In the 1970s I took some writing classes at both UCLA and at the Women’s Building on North Spring Street.
One thing people talked a lot about was journaling, the practice of keeping a journal.
Anais Nin was one popular example and Christopher Isherwood another, of people who kept journals while living in interesting times. Emma Goldman’s Living my Life, is another.
Memoir and oral histories have become a way of documenting the people’s history. The small stories that are so often overshadowed by the major events of the time.
But journaling and writing a memoir can also be a path to understanding your own past and your role in history.
As I have been writing my memoir I have had to remember not only what I did but what my motivations were for some things that wouldn’t make much sense otherwise.
I’ve found myself to be inclined to be more forgiving of the foibles and shortcomings of others.

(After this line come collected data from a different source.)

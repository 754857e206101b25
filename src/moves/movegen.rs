// Pseudo-legal move generation: iterate the 64 squares and dispatch on
// the piece found. Legality filtering (own king safety) lives in
// `execute::generate_legal`; castling transit safety is enforced here so
// the filter stays a single make/check/undo.

use crate::board::castle_bits::*;
use crate::board::{Board, Color, EMPTY_SQ, Piece, piece_code};
use crate::moves::attack::{BISHOP_DIRS, KING_OFFSETS, KNIGHT_OFFSETS, ROOK_DIRS, is_square_attacked};
use crate::moves::types::*;
use crate::square::Square;

const PROMO_FLAGS: [u8; 4] = [FLAG_PROMO_Q, FLAG_PROMO_R, FLAG_PROMO_B, FLAG_PROMO_N];

/// Push every pseudo-legal move for the side to move into `moves`.
pub fn generate_pseudo_legal(board: &Board, moves: &mut impl MoveBuffer) {
    let color = board.side_to_move;
    let enemy_king = board.king_square(color.opposite());

    for idx in 0..64u8 {
        let from = Square::from_index(idx);
        let code = board.code_at(from);
        if code == EMPTY_SQ || Color::from_u8(code >> 4) != color {
            continue;
        }

        match Piece::from_u8(code & 0x0F) {
            Piece::Knight => offset_moves(board, moves, color, from, &KNIGHT_OFFSETS),
            Piece::King => {
                king_moves(board, moves, color, from, enemy_king);
                castling_moves(board, moves, color, from);
            }
            Piece::Pawn => pawn_moves(board, moves, color, from),
            Piece::Rook => slider_moves(board, moves, color, from, &ROOK_DIRS),
            Piece::Bishop => slider_moves(board, moves, color, from, &BISHOP_DIRS),
            Piece::Queen => {
                slider_moves(board, moves, color, from, &ROOK_DIRS);
                slider_moves(board, moves, color, from, &BISHOP_DIRS);
            }
        }
    }
}

fn offset_moves(
    board: &Board,
    moves: &mut impl MoveBuffer,
    color: Color,
    from: Square,
    offsets: &[(i8, i8)],
) {
    for &(dr, df) in offsets {
        let Some(to) = from.offset(dr, df) else {
            continue;
        };
        let target = board.code_at(to);
        if target == EMPTY_SQ {
            moves.push(Move::new(from, to, FLAG_NONE));
        } else if Color::from_u8(target >> 4) != color {
            moves.push(Move::new(from, to, FLAG_CAPTURE));
        }
    }
}

fn king_moves(
    board: &Board,
    moves: &mut impl MoveBuffer,
    color: Color,
    from: Square,
    enemy_king: Square,
) {
    for &(dr, df) in &KING_OFFSETS {
        let Some(to) = from.offset(dr, df) else {
            continue;
        };
        // kings may never stand adjacent
        let rank_gap = (to.rank() as i8 - enemy_king.rank() as i8).abs();
        let file_gap = (to.file() as i8 - enemy_king.file() as i8).abs();
        if rank_gap <= 1 && file_gap <= 1 {
            continue;
        }
        let target = board.code_at(to);
        if target == EMPTY_SQ {
            moves.push(Move::new(from, to, FLAG_NONE));
        } else if Color::from_u8(target >> 4) != color {
            moves.push(Move::new(from, to, FLAG_CAPTURE));
        }
    }
}

/// Castling: home square, the right still held, the rook at home, the
/// intermediate squares empty, and king origin / transit / destination all
/// unattacked. The origin condition is "not castling out of check".
fn castling_moves(board: &Board, moves: &mut impl MoveBuffer, color: Color, from: Square) {
    let (home, kingside_right, queenside_right) = match color {
        Color::White => (Square::from_index(4), CASTLE_WK, CASTLE_WQ),
        Color::Black => (Square::from_index(60), CASTLE_BK, CASTLE_BQ),
    };
    if from != home {
        return;
    }

    let base = home.index() - 4; // a-file square of the back rank
    let enemy = color.opposite();
    let rook = piece_code(color, Piece::Rook);
    let empty = |offset: u8| board.cells[(base + offset) as usize] == EMPTY_SQ;
    let safe = |offset: u8| !is_square_attacked(board, Square::from_index(base + offset), enemy);

    if board.has_castling(kingside_right)
        && board.cells[(base + 7) as usize] == rook
        && empty(5)
        && empty(6)
        && safe(4)
        && safe(5)
        && safe(6)
    {
        moves.push(Move::new(from, Square::from_index(base + 6), FLAG_CASTLE_K));
    }

    if board.has_castling(queenside_right)
        && board.cells[base as usize] == rook
        && empty(1)
        && empty(2)
        && empty(3)
        && safe(4)
        && safe(3)
        && safe(2)
    {
        moves.push(Move::new(from, Square::from_index(base + 2), FLAG_CASTLE_Q));
    }
}

fn pawn_moves(board: &Board, moves: &mut impl MoveBuffer, color: Color, from: Square) {
    let (dir, start_rank, promo_rank) = match color {
        Color::White => (1i8, 1u8, 7u8),
        Color::Black => (-1i8, 6u8, 0u8),
    };

    // pushes
    if let Some(to) = from.offset(dir, 0)
        && board.code_at(to) == EMPTY_SQ
    {
        if to.rank() == promo_rank {
            for flag in PROMO_FLAGS {
                moves.push(Move::new(from, to, flag));
            }
        } else {
            moves.push(Move::new(from, to, FLAG_NONE));
        }
        // double push needs both squares clear
        if from.rank() == start_rank
            && let Some(two) = from.offset(2 * dir, 0)
            && board.code_at(two) == EMPTY_SQ
        {
            moves.push(Move::new(from, two, FLAG_NONE));
        }
    }

    // diagonal captures and en passant
    for df in [-1i8, 1] {
        let Some(to) = from.offset(dir, df) else {
            continue;
        };
        let target = board.code_at(to);
        if target != EMPTY_SQ {
            if Color::from_u8(target >> 4) != color {
                if to.rank() == promo_rank {
                    for flag in PROMO_FLAGS {
                        moves.push(Move::new(from, to, FLAG_CAPTURE | flag));
                    }
                } else {
                    moves.push(Move::new(from, to, FLAG_CAPTURE));
                }
            }
        } else if board.en_passant == Some(to) {
            moves.push(Move::new(from, to, FLAG_CAPTURE | FLAG_EN_PASSANT));
        }
    }
}

fn slider_moves(
    board: &Board,
    moves: &mut impl MoveBuffer,
    color: Color,
    from: Square,
    dirs: &[(i8, i8)],
) {
    for &(dr, df) in dirs {
        let mut cur = from;
        while let Some(to) = cur.offset(dr, df) {
            let target = board.code_at(to);
            if target == EMPTY_SQ {
                moves.push(Move::new(from, to, FLAG_NONE));
            } else {
                if Color::from_u8(target >> 4) != color {
                    moves.push(Move::new(from, to, FLAG_CAPTURE));
                }
                break;
            }
            cur = to;
        }
    }
}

I’ve rediscovered ideals I once held, values I had lost touch with.
Now that I am old perhaps I don’t care quite as much about my image and what others think of me.

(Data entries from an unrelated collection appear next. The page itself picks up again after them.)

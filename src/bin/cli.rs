// Driver binary for poking at the engine core from a shell. Not a UCI
// implementation; the subcommands map one-to-one onto the library entry
// points a serving host would call.

use indicatif::{ProgressBar, ProgressStyle};
use outpost::board::{Board, START_FEN};
use outpost::logger::init_logging;
use outpost::moves::perft::{perft, perft_divide};
use outpost::search::search::{DEFAULT_DEPTH, Engine};
use outpost::status::game_state;
use std::process::ExitCode;
use std::time::Instant;

fn usage() -> ExitCode {
    eprintln!("usage:");
    eprintln!("  outpost perft <depth> [fen]      node counts for depths 1..=depth");
    eprintln!("  outpost divide <depth> [fen]     per-root-move breakdown");
    eprintln!("  outpost bestmove [fen] [depth]   search and print the chosen move");
    eprintln!("  outpost state [fen]              board diagram and game state");
    ExitCode::from(2)
}

fn load_board(fen: Option<&str>) -> Result<Board, ExitCode> {
    let fen = fen.unwrap_or(START_FEN);
    Board::from_fen(fen).map_err(|e| {
        eprintln!("{e}");
        ExitCode::FAILURE
    })
}

fn main() -> ExitCode {
    init_logging("logs/outpost.log", "outpost=debug,info");

    let args: Vec<String> = std::env::args().skip(1).collect();
    let Some(command) = args.first() else {
        return usage();
    };

    match command.as_str() {
        "perft" => {
            let Some(depth) = args.get(1).and_then(|d| d.parse::<u32>().ok()) else {
                return usage();
            };
            let mut board = match load_board(args.get(2).map(String::as_str)) {
                Ok(b) => b,
                Err(code) => return code,
            };

            let bar = ProgressBar::new(depth as u64);
            bar.set_style(
                ProgressStyle::with_template("{bar:30} {pos}/{len} {msg}")
                    .expect("static template"),
            );
            for d in 1..=depth {
                let start = Instant::now();
                let nodes = perft(&mut board, d);
                let secs = start.elapsed().as_secs_f64().max(1e-9);
                bar.inc(1);
                bar.println(format!(
                    "depth {d}: {nodes} nodes in {secs:.3}s ({:.0} nps)",
                    nodes as f64 / secs
                ));
            }
            bar.finish_and_clear();
        }
        "divide" => {
            let Some(depth) = args.get(1).and_then(|d| d.parse::<u32>().ok()) else {
                return usage();
            };
            let mut board = match load_board(args.get(2).map(String::as_str)) {
                Ok(b) => b,
                Err(code) => return code,
            };
            let rows = perft_divide(&mut board, depth);
            let total: u64 = rows.iter().map(|(_, n)| n).sum();
            for (mv, nodes) in rows {
                println!("{mv}: {nodes}");
            }
            println!("total: {total}");
        }
        "bestmove" => {
            let mut board = match load_board(args.get(1).map(String::as_str)) {
                Ok(b) => b,
                Err(code) => return code,
            };
            let depth = args
                .get(2)
                .and_then(|d| d.parse::<u32>().ok())
                .unwrap_or(DEFAULT_DEPTH);
            let mut engine = Engine::new(depth, rand::random());
            match engine.select_move(&mut board) {
                Some((mv, score)) => {
                    println!("bestmove {mv} score {score} nodes {}", engine.nodes());
                }
                None => {
                    println!("no legal moves ({:?})", game_state(&mut board));
                }
            }
        }
        "state" => {
            let mut board = match load_board(args.get(1).map(String::as_str)) {
                Ok(b) => b,
                Err(code) => return code,
            };
            print!("{}", board.to_ascii());
            println!("fen:   {board}");
            println!("state: {:?}", game_state(&mut board));
        }
        _ => return usage(),
    }

    ExitCode::SUCCESS
}
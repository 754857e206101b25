// src/logger.rs
use std::{path::Path, sync::OnceLock};
use tracing_subscriber::{EnvFilter, fmt};

static GUARD: OnceLock<tracing_appender::non_blocking::WorkerGuard> = OnceLock::new();
static INIT: OnceLock<()> = OnceLock::new();

/// Initialize logging once for the whole process.
/// - `path`: e.g. "logs/outpost.log"
/// - `filter`: e.g. "outpost::moves::perft=debug,info"
///
/// `RUST_LOG` takes precedence over the `filter` argument when set.
pub fn init_logging<P: AsRef<Path>>(path: P, filter: &str) {
    INIT.get_or_init(|| {
        let path = path.as_ref();

        if let Some(dir) = path.parent() {
            let _ = std::fs::create_dir_all(dir);
        }

        let file = std::fs::OpenOptions::new()
            .create(true)
            .append(true)
            .open(path)
            .expect("open log file");

        let (non_blocking, guard) = tracing_appender::non_blocking(file);
        // keep the guard alive for the program lifetime
        let _ = GUARD.set(guard);

        let env_filter = if std::env::var_os("RUST_LOG").is_some() {
            EnvFilter::from_default_env()
        } else {
            EnvFilter::try_new(filter).unwrap_or_else(|_| EnvFilter::new("info"))
        };

        let subscriber = fmt()
            .with_env_filter(env_filter)
            .with_ansi(false)
            .with_target(true)
            .with_writer(non_blocking)
            .finish();

        // idempotent if a host already installed a subscriber
        let _ = tracing::subscriber::set_global_default(subscriber);
    });
}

Maybe I have grown courageous again like I was when I was young and idealistic.
Perhaps the last thirty years of neo-con/neo-lib bullshit has finally caused me to say enough.
Perhaps the self-exploration required to write a good, honest and true memoir, in spite of all the short comings of subjectivity that are inherent to the structure requires one to be true and honest with themselves.
I’ve always found our stories far more meaningful than anything the so call academics and professionals have ever written about us.